■ **TASK INPUT**:
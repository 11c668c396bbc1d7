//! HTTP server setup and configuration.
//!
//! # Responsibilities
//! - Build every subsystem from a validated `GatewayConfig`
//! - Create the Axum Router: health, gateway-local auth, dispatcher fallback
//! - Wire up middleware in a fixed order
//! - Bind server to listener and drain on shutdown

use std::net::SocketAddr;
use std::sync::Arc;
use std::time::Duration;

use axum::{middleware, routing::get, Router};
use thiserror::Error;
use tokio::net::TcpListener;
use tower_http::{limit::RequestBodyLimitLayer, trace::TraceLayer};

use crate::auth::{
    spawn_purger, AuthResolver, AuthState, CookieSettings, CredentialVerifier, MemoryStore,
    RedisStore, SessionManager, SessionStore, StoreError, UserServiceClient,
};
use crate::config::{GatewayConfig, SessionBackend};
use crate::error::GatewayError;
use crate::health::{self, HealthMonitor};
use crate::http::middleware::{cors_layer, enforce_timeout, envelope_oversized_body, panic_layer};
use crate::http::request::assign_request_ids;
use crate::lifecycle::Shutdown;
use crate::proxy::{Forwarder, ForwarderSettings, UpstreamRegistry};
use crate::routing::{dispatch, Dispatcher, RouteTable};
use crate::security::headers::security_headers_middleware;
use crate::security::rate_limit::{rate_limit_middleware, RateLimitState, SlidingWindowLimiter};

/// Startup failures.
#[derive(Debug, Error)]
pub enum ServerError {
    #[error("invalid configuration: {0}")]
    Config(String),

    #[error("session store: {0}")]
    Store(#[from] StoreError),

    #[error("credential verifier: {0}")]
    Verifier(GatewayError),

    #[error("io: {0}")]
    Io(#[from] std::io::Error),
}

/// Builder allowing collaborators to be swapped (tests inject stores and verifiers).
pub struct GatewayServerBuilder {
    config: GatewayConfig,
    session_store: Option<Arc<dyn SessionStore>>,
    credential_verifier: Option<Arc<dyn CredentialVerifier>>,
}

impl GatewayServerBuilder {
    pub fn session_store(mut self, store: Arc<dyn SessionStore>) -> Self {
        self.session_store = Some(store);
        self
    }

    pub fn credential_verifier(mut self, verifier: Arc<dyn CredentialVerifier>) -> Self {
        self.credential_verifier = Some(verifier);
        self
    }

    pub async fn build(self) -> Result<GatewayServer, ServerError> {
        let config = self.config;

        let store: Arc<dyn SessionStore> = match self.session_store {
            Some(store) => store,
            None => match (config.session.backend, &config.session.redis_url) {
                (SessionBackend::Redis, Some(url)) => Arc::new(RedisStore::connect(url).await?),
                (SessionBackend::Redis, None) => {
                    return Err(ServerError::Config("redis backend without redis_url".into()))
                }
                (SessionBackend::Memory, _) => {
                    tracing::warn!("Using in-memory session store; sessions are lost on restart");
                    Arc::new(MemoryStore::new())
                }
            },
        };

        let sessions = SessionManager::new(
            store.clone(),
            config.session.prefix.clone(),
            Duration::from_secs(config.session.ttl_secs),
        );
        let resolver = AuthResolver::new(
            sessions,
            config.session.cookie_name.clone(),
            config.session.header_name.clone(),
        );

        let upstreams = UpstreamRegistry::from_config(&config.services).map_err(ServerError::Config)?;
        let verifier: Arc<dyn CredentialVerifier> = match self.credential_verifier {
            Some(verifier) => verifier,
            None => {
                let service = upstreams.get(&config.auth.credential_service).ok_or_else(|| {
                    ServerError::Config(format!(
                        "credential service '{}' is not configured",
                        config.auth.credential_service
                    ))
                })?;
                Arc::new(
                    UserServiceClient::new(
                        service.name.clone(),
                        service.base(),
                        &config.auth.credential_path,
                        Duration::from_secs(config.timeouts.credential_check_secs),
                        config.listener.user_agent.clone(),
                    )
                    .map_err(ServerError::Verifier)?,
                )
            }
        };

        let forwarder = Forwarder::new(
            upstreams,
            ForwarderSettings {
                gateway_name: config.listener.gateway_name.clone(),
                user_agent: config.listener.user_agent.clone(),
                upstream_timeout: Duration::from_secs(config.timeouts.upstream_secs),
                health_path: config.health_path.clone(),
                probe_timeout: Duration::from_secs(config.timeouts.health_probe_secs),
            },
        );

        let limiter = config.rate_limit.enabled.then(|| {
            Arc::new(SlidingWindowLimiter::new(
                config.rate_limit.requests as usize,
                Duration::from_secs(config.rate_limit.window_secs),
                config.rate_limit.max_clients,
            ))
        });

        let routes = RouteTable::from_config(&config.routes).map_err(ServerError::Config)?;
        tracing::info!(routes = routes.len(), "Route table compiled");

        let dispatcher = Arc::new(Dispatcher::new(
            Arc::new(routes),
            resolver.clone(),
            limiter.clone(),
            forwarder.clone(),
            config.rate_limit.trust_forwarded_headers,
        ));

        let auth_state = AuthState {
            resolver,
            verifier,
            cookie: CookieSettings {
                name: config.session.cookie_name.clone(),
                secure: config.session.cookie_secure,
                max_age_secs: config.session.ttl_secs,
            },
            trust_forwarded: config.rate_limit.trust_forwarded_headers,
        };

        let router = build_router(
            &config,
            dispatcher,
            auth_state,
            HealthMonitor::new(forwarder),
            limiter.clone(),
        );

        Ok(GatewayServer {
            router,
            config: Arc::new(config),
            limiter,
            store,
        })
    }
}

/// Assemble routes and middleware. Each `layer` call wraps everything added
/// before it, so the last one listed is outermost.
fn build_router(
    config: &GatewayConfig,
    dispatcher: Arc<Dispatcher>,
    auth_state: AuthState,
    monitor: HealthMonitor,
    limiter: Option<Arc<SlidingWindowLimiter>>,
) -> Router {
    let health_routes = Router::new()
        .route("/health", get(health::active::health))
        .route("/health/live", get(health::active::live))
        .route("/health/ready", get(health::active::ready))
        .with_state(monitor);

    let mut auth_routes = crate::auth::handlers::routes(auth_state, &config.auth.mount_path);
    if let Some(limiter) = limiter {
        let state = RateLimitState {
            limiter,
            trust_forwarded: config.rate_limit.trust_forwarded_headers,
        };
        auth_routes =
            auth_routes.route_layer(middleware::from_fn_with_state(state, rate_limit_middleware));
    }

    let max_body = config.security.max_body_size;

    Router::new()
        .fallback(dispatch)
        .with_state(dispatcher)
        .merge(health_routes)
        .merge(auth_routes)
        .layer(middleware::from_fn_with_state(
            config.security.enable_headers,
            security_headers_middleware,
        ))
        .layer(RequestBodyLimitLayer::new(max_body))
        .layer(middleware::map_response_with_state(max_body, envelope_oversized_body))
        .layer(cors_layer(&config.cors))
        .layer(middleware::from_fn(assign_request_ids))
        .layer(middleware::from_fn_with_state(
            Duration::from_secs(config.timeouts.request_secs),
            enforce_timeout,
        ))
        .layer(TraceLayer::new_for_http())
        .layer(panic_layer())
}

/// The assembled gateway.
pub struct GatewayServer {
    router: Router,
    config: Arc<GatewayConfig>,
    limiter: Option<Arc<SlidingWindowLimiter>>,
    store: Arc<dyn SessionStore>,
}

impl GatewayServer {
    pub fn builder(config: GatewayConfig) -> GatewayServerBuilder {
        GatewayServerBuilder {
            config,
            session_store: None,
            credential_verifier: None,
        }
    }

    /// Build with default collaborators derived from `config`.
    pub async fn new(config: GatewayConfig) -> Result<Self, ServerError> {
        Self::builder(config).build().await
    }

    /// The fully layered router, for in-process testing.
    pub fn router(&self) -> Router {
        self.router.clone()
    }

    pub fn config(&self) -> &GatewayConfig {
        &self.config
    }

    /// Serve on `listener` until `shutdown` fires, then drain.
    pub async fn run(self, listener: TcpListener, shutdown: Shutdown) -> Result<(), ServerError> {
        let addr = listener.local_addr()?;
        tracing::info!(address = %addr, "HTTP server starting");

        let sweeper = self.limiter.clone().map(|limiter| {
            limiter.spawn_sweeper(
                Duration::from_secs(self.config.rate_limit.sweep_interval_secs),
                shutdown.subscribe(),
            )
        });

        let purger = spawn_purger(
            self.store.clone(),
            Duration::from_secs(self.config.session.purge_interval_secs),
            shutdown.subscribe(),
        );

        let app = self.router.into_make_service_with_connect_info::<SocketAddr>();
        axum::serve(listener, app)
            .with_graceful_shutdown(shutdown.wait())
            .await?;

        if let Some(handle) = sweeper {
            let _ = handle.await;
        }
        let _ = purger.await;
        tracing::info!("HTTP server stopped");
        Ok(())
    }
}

■ **WORK ORDER**: Using the entries above, output exactly the lines between the line holding "pub fn builder(config: GatewayConfig)" and the line holding "pub async fn new(config: GatewayConfig)", end lines included, and nothing more.

■ **OUTPUT BELOW**:
    pub fn builder(config: GatewayConfig) -> GatewayServerBuilder {
        GatewayServerBuilder {
            config,
            session_store: None,
            credential_verifier: None,
        }
    }

    /// Build with default collaborators derived from `config`.
    pub async fn new(config: GatewayConfig) -> Result<Self, ServerError> {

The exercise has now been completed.